Work order: The data must be transcribed exactly, with no line missing.

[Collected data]
'''

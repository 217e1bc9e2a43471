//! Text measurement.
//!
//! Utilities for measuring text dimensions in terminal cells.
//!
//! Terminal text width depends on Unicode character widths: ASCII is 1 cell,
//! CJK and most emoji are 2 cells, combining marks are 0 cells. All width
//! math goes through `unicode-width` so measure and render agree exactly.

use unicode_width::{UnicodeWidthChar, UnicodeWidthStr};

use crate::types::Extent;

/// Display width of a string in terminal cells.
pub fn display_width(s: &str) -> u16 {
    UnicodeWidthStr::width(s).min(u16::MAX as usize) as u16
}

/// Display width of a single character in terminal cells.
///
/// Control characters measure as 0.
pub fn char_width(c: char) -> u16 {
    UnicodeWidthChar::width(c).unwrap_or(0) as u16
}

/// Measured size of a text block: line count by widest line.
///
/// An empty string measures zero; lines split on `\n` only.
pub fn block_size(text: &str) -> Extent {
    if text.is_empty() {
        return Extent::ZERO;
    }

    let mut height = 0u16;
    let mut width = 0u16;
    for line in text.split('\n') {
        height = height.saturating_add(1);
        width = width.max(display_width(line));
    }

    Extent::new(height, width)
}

'''

Answer space:
repository 217e1bc9e2a43471
//! Text measurement.
//!
//! Utilities for measuring text dimensions in terminal cells.
//!
//! Terminal text width depends on Unicode character widths: ASCII is 1 cell,
//! CJK and most emoji are 2 cells, combining marks are 0 cells. All width
//! math goes through `unicode-width` so measure and render agree exactly.

use unicode_width::{UnicodeWidthChar, UnicodeWidthStr};

use crate::types::Extent;

/// Display width of a string in terminal cells.
pub fn display_width(s: &str) -> u16 {
    UnicodeWidthStr::width(s).min(u16::MAX as usize) as u16
}

/// Display width of a single character in terminal cells.
///
/// Control characters measure as 0.
pub fn char_width(c: char) -> u16 {
    UnicodeWidthChar::width(c).unwrap_or(0) as u16
}

/// Measured size of a text block: line count by widest line.
///
/// An empty string measures zero; lines split on `\n` only.
pub fn block_size(text: &str) -> Extent {
    if text.is_empty() {
        return Extent::ZERO;
    }

    let mut height = 0u16;
    let mut width = 0u16;
    for line in text.split('\n') {
        height = height.saturating_add(1);
        width = width.max(display_width(line));
    }

    Extent::new(height, width)
}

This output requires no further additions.